The important part here is the autoload.psr-4 key. This tells Composer to map the root src/ directory of your Sprinkle to the root namespace UserFrosting\Sprinkle\Site\.

If you're not familiar with PSR-4, it is a standard that says we should map a base directory to a base namespace, and then the relative namespaces of classes in that directory should correspond to the relative paths of their class files. For example, the directory /app/sprinkles/mysprinkle/src/Controller/OwlController.php would be mapped to the fully qualified class name \UserFrosting\Sprinkle\MySprinkle\Controller\OwlController.

As mentioned in Sprinkle Contents, UserFrosting uses a master composer.json file to automatically merge the composer.json files in each Sprinkle. If you define additional third-party package dependencies in your Sprinkle's composer.json, these will be installed to the shared app/vendor directory when you run composer update.

Go ahead and actually create a src/ directory in your Sprinkle now. At this point, your Sprinkle should look like:

site/
├── config/
│   └── default.php
├── src/
└── composer.json

The last step is to run Composer from your root project directory, so that it can detect the new composer.json file and create the appropriate mappings.
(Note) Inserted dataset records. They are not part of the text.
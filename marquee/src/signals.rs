use log::{info, warn};

/// Resolves once Ctrl+C or (on unix) SIGTERM is received
pub async fn shutdown_requested() {
    let ctrl_c = async {
        if let Err(e) = tokio::signal::ctrl_c().await {
            warn!("Failed to listen for Ctrl+C: {}", e);
            std::future::pending::<()>().await;
        }
    };

    #[cfg(unix)]
    let terminate = async {
        use tokio::signal::unix::{signal, SignalKind};
        match signal(SignalKind::terminate()) {
            Ok(mut stream) => {
                stream.recv().await;
            }
            Err(e) => {
                warn!("Failed to listen for SIGTERM: {}", e);
                std::future::pending::<()>().await;
            }
        }
    };

    #[cfg(not(unix))]
    let terminate = std::future::pending::<()>();

    tokio::select! {
        _ = ctrl_c => info!("Received Ctrl+C"),
        _ = terminate => info!("Received SIGTERM"),
    }
}
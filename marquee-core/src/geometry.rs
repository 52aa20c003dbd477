/// Viewport geometry and the cell-to-pixel mapping
///
/// One character cell is one canvas pixel, so the canvas (and the glyph grid
/// derived from it) is sized directly in cells. The last column and row of the
/// viewport are left free so printing a full frame never wraps a line.

use crate::error::{MarqueeError, MarqueeResult};

/// Character-cell dimensions of the output surface, captured once per session
#[derive(Debug, Clone, Copy, PartialEq, Eq)]
pub struct Viewport {
    pub columns: u16,
    pub rows: u16,
}

impl Viewport {
    #[inline]
    pub fn new(columns: u16, rows: u16) -> Self {
        Self { columns, rows }
    }

    /// Check the viewport can hold a font of positive pixel height
    ///
    /// A viewport with `rows <= margin` would render nothing at all, so it is
    /// rejected rather than silently producing empty frames.
    pub fn validate(&self, margin: u16) -> MarqueeResult<()> {
        if self.columns == 0 || self.rows <= margin {
            return Err(MarqueeError::ViewportTooSmall {
                columns: self.columns,
                rows: self.rows,
                margin,
            });
        }
        Ok(())
    }

    /// Font pixel height for this viewport: `rows - margin`
    pub fn font_pixel_height(&self, margin: u16) -> MarqueeResult<f32> {
        self.validate(margin)?;
        Ok(f32::from(self.rows - margin))
    }

    /// Canvas size in pixels (and grid size in cells): `(columns - 1, rows - 1)`
    #[inline]
    pub fn canvas_size(&self) -> (usize, usize) {
        (
            usize::from(self.columns.saturating_sub(1)),
            usize::from(self.rows.saturating_sub(1)),
        )
    }
}
use log::info;
use marquee_core::TextSource;
use std::io::{self, BufRead};

/// A single utterance given up front, e.g. on the command line
pub struct OneShotSource {
    text: Option<String>,
}

impl OneShotSource {
    pub fn new(text: String) -> Self {
        Self { text: Some(text) }
    }
}

impl TextSource for OneShotSource {
    fn next_utterance(&mut self, _language: &str) -> io::Result<Option<String>> {
        Ok(self.text.take())
    }
}

/// One utterance per input line; end of input exhausts the source
pub struct LineSource<R> {
    reader: R,
}

impl<R: BufRead> LineSource<R> {
    pub fn new(reader: R) -> Self {
        Self { reader }
    }
}

impl<R: BufRead> TextSource for LineSource<R> {
    fn next_utterance(&mut self, language: &str) -> io::Result<Option<String>> {
        info!("Type a line and press Enter to show it ({})", language);
        let mut line = String::new();
        if self.reader.read_line(&mut line)? == 0 {
            return Ok(None);
        }
        let trimmed = line.trim_end_matches(['\r', '\n']).len();
        line.truncate(trimmed);
        Ok(Some(line))
    }
}
//! Dashboard KPIs for every portfolio in a transaction ledger
//!
//! Joins a ledger CSV (`portfolio_id,date,type,amount,status`) with a valuation
//! CSV (`portfolio_id,date,value`) and reports invested amount, current value,
//! gain and XIRR per portfolio plus block totals.
//! Solver settings come from XIRR_GUESS, XIRR_MAX_ITERATIONS, XIRR_TOLERANCE,
//! XIRR_BISECTION_FALLBACK.

use std::path::PathBuf;
use std::time::Instant;

use anyhow::{Context, Result};
use clap::Parser;
use log::{info, warn};
use serde::Serialize;

use sip_engine::annuity::gain_percentage;
use sip_engine::portfolio::{
    load_ledger, load_valuations, summarize_portfolios, PortfolioInput, PortfolioReport,
};
use sip_engine::XirrConfig;

#[derive(Parser)]
#[command(name = "portfolio_kpis", about = "Portfolio KPIs from a transaction ledger")]
struct Args {
    /// Ledger CSV
    #[arg(long)]
    ledger: PathBuf,

    /// Valuations CSV
    #[arg(long)]
    valuations: PathBuf,

    /// Print JSON instead of a table
    #[arg(long)]
    json: bool,
}

#[derive(Serialize)]
struct Totals {
    portfolio_count: usize,
    invested_amount: f64,
    current_value: f64,
    absolute_gain: f64,
    gain_percentage: f64,
    unsolved_xirr: usize,
}

#[derive(Serialize)]
struct Response<'a> {
    totals: Totals,
    portfolios: &'a [PortfolioReport],
    execution_time_ms: u64,
}

fn main() -> Result<()> {
    env_logger::init();

    let args = Args::parse();
    let start = Instant::now();

    let config = XirrConfig::from_env().context("reading XIRR_* settings")?;
    let ledger = load_ledger(&args.ledger)
        .with_context(|| format!("loading ledger {}", args.ledger.display()))?;
    let mut valuations = load_valuations(&args.valuations)
        .with_context(|| format!("loading valuations {}", args.valuations.display()))?;

    info!("Loaded {} portfolios in {:?}", ledger.len(), start.elapsed());

    let inputs: Vec<PortfolioInput> = ledger
        .into_iter()
        .filter_map(|(portfolio_id, transactions)| match valuations.remove(&portfolio_id) {
            Some(valuation) => Some(PortfolioInput {
                portfolio_id,
                transactions,
                valuation,
            }),
            None => {
                warn!("No valuation for portfolio {}, skipping", portfolio_id);
                None
            }
        })
        .collect();

    let reports = summarize_portfolios(&inputs, &config);

    let invested_amount: f64 = reports.iter().map(|r| r.summary.invested_amount).sum();
    let current_value: f64 = reports.iter().map(|r| r.summary.current_value).sum();
    let absolute_gain = current_value - invested_amount;
    let totals = Totals {
        portfolio_count: reports.len(),
        invested_amount,
        current_value,
        absolute_gain,
        gain_percentage: gain_percentage(absolute_gain, invested_amount),
        unsolved_xirr: reports.iter().filter(|r| r.summary.xirr.is_none()).count(),
    };

    if args.json {
        let response = Response {
            totals,
            portfolios: &reports,
            execution_time_ms: start.elapsed().as_millis() as u64,
        };
        println!("{}", serde_json::to_string(&response)?);
        return Ok(());
    }

    println!("{:<16} {:>14} {:>14} {:>14} {:>8} {:>9}", "Portfolio", "Invested", "Value", "Gain", "Gain%", "XIRR%");
    println!("{}", "-".repeat(80));
    for report in &reports {
        let s = &report.summary;
        let xirr = s.xirr.map_or_else(|| "n/a".to_string(), |rate| format!("{:.2}", rate));
        println!(
            "{:<16} {:>14.2} {:>14.2} {:>14.2} {:>8.2} {:>9}",
            report.portfolio_id, s.invested_amount, s.current_value, s.absolute_gain, s.gain_percentage, xirr
        );
    }

    println!("\nTotals ({} portfolios):", totals.portfolio_count);
    println!("  Invested: {:.2}", totals.invested_amount);
    println!("  Value:    {:.2}", totals.current_value);
    println!("  Gain:     {:.2} ({:.2}%)", totals.absolute_gain, totals.gain_percentage);
    if totals.unsolved_xirr > 0 {
        println!("  XIRR not solved for {} portfolios", totals.unsolved_xirr);
    }

    println!("\nTotal time: {:?}", start.elapsed());
    Ok(())
}
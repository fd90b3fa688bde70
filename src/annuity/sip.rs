//! Level monthly SIP: future value and the goal-based inverse
//!
//! Contributions are made at the start of each month (annuity-due), so every
//! instalment compounds one extra period compared with an ordinary annuity:
//!
//! ```text
//! FV = A * [((1 + r)^n - 1) / r] * (1 + r),   r = annual% / 100 / 12,  n = years * 12
//! ```

use serde::{Deserialize, Serialize};

use crate::constants::MONTHS_IN_YEAR;

/// Future value of a contribution stream together with what was paid in
#[derive(Debug, Clone, Copy, PartialEq, Serialize, Deserialize)]
pub struct FutureValueResult {
    pub future_value: f64,
    pub total_investment: f64,
    /// `future_value - total_investment`
    pub capital_gains: f64,
}

impl FutureValueResult {
    pub(crate) fn new(future_value: f64, total_investment: f64) -> Self {
        Self {
            future_value,
            total_investment,
            capital_gains: future_value - total_investment,
        }
    }

    /// Gains as a percentage of the amount invested
    pub fn gain_percentage(&self) -> f64 {
        super::rates::gain_percentage(self.capital_gains, self.total_investment)
    }
}

/// A level monthly contribution plan
#[derive(Debug, Clone, Copy, PartialEq, Serialize, Deserialize)]
pub struct ContributionPlan {
    /// Monthly contribution
    pub monthly_amount: f64,
    /// Expected annual return, in percent (12.0 = 12%)
    pub annual_return_rate: f64,
    pub duration_years: u32,
}

impl ContributionPlan {
    pub fn new(monthly_amount: f64, annual_return_rate: f64, duration_years: u32) -> Self {
        Self {
            monthly_amount,
            annual_return_rate,
            duration_years,
        }
    }

    /// Saturates at `u32::MAX`
    pub fn total_months(&self) -> u32 {
        self.duration_years.saturating_mul(MONTHS_IN_YEAR)
    }

    pub fn future_value(&self) -> FutureValueResult {
        sip_future_value(self.monthly_amount, self.annual_return_rate, self.duration_years)
    }
}

/// Convert an annual percentage rate into a monthly decimal rate
pub fn monthly_rate(annual_rate_percent: f64) -> f64 {
    annual_rate_percent / 100.0 / MONTHS_IN_YEAR as f64
}

/// Month count for a whole number of years, in floating point so no duration overflows
pub(crate) fn months_in(years: u32) -> f64 {
    f64::from(years) * f64::from(MONTHS_IN_YEAR)
}

/// Accumulation factor of an annuity-due of 1 per period for `months` periods.
///
/// Callers must branch on `monthly_rate == 0` themselves.
pub(crate) fn annuity_due_factor(monthly_rate: f64, months: f64) -> f64 {
    let growth = (1.0 + monthly_rate).powf(months);
    ((growth - 1.0) / monthly_rate) * (1.0 + monthly_rate)
}

/// Future value of a level monthly SIP.
///
/// A zero rate returns the plain sum of contributions with zero gains. Negative
/// rates are accepted and yield a future value below the amount invested.
///
/// # Arguments
/// * `monthly_amount` - Contribution paid at the start of every month
/// * `annual_return_rate` - Expected annual return in percent (12.0 = 12%)
/// * `duration_years` - Length of the plan in whole years
///
/// # Returns
/// Future value, total amount invested and capital gains at the end of the plan
pub fn sip_future_value(
    monthly_amount: f64,
    annual_return_rate: f64,
    duration_years: u32,
) -> FutureValueResult {
    let rate = monthly_rate(annual_return_rate);
    let total_months = months_in(duration_years);
    let total_investment = monthly_amount * total_months;

    if rate == 0.0 {
        return FutureValueResult {
            future_value: total_investment,
            total_investment,
            capital_gains: 0.0,
        };
    }

    let future_value = monthly_amount * annuity_due_factor(rate, total_months);
    FutureValueResult::new(future_value, total_investment)
}

/// Monthly contribution needed to reach `target_corpus` (goal-based planning).
///
/// Exact inverse of [`sip_future_value`] for the same rate and duration.
///
/// # Arguments
/// * `target_corpus` - Amount wanted at the end of the plan
/// * `annual_return_rate` - Expected annual return in percent
/// * `duration_years` - Length of the plan in whole years
///
/// # Returns
/// The monthly contribution that grows to `target_corpus`. A zero duration
/// divides by zero months and yields an infinite or NaN amount.
pub fn required_sip_amount(target_corpus: f64, annual_return_rate: f64, duration_years: u32) -> f64 {
    let rate = monthly_rate(annual_return_rate);
    let total_months = months_in(duration_years);

    if rate == 0.0 {
        return target_corpus / total_months;
    }

    target_corpus / annuity_due_factor(rate, total_months)
}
You only need to run this once when you create a new Sprinkle - any new classes that you add to src/ will be automatically picked up in the future.

$ composer update

If after running these steps, UserFrosting fails to find new classes that you add to src/, make sure that that the user running Composer had read permissions for your Sprinkle. You can check that the path to your Sprinkle's src/ directory was actually added in app/vendor/composer/autoload_psr4.php You can also try running Composer with the -vvv flag for more detailed reporting.

Always run any composer command from the project root directory (/).